§ What you are asked to do
Write out each line of the records that has "time" in it.

§ Source records
"""

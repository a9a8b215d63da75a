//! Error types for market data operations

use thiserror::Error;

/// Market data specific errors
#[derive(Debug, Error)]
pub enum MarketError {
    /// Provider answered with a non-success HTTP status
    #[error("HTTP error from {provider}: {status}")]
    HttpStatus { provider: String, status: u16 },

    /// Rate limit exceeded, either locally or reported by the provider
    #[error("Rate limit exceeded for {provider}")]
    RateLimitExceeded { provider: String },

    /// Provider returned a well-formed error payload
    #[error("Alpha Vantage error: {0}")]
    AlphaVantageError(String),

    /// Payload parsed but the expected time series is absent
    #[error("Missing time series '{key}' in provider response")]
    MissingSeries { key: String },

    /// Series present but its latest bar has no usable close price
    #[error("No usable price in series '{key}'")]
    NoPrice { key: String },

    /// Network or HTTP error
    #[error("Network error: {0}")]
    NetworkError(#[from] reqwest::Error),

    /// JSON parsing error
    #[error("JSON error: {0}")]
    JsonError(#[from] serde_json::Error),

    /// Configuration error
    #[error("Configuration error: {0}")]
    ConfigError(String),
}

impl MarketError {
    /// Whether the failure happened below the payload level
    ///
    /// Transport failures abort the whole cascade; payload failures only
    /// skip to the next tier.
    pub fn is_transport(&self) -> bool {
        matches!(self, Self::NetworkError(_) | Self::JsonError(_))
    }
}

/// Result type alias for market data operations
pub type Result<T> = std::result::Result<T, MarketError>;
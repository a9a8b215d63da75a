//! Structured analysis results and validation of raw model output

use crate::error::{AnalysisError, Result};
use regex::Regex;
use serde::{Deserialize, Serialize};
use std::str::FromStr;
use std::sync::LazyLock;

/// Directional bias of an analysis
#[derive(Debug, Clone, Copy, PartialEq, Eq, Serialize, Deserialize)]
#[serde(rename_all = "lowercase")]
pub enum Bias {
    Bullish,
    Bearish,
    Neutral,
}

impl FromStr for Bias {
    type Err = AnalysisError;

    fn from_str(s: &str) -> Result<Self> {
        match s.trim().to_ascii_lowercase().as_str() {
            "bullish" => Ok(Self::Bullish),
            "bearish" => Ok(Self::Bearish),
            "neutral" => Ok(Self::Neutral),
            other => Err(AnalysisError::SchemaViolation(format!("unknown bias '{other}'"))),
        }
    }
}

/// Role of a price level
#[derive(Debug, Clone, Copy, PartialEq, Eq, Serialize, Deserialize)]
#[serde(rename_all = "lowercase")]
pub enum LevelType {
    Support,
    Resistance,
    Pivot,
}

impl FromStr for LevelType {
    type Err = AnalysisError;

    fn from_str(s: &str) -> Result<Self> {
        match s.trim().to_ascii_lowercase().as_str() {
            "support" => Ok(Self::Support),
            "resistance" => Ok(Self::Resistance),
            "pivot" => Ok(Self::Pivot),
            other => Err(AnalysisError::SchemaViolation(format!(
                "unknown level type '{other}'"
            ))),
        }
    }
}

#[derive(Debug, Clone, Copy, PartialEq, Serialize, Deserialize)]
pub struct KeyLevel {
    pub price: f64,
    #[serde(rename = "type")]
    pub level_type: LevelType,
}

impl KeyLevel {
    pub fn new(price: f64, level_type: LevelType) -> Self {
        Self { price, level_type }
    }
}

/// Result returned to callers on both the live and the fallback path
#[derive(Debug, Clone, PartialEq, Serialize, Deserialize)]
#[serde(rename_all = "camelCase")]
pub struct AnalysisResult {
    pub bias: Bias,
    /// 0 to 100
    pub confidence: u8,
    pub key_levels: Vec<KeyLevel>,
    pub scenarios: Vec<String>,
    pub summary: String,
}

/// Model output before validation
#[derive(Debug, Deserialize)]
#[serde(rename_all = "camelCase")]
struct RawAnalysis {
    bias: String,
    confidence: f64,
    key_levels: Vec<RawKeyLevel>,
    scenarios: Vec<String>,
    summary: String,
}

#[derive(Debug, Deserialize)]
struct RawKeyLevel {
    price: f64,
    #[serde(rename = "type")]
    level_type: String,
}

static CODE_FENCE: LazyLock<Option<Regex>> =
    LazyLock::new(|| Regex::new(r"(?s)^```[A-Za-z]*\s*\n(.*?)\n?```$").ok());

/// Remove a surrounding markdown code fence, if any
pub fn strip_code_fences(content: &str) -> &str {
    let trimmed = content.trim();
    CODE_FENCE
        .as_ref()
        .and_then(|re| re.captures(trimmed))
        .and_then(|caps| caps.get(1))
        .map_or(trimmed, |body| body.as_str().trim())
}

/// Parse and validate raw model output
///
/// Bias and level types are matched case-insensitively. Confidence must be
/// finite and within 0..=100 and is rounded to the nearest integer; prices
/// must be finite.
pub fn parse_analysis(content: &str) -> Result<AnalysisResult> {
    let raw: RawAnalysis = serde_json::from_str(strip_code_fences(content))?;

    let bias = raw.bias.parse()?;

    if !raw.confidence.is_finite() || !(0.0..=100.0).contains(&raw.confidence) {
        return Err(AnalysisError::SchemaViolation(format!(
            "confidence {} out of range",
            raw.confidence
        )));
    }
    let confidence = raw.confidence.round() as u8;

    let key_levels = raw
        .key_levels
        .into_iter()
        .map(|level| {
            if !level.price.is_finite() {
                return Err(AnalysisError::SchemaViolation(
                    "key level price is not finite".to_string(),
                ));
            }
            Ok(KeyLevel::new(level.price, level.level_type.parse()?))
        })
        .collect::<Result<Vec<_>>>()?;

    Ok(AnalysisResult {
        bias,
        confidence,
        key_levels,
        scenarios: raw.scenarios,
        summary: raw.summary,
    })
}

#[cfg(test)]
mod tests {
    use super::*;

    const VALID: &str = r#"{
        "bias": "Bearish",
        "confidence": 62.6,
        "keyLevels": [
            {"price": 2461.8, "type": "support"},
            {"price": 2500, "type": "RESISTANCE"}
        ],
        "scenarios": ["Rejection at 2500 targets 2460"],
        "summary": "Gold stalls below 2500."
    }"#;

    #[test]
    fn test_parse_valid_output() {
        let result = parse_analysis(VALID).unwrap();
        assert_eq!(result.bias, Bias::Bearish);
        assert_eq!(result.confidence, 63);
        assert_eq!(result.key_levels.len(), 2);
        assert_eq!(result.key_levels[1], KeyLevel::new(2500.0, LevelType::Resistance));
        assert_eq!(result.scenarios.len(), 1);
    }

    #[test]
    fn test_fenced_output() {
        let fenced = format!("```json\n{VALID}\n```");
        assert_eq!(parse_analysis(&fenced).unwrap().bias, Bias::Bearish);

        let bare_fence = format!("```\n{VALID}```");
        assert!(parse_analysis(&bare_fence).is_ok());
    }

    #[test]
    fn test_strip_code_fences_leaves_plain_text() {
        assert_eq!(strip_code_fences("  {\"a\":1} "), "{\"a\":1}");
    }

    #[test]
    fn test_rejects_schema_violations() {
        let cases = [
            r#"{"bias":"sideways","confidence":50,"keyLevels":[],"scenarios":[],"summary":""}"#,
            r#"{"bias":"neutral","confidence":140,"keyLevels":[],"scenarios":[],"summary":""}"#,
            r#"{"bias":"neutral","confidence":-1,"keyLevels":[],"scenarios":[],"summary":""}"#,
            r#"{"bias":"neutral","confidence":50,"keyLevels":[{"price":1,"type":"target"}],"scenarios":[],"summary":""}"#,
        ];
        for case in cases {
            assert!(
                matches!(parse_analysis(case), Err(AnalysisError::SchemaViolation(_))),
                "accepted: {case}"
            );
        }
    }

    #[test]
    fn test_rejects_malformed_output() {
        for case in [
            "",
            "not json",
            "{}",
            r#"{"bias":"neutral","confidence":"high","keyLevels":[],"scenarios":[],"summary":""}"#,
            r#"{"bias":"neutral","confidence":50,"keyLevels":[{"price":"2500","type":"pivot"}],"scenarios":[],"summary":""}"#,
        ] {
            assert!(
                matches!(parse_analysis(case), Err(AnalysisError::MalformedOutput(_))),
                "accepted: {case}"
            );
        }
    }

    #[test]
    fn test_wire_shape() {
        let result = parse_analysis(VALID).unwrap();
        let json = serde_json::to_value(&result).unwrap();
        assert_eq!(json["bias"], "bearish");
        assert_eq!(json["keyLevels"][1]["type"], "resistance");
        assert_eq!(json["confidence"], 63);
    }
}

"""

§ Expected answer
    /// Payload parsed but the expected time series is absent
    #[error("Missing time series '{key}' in provider response")]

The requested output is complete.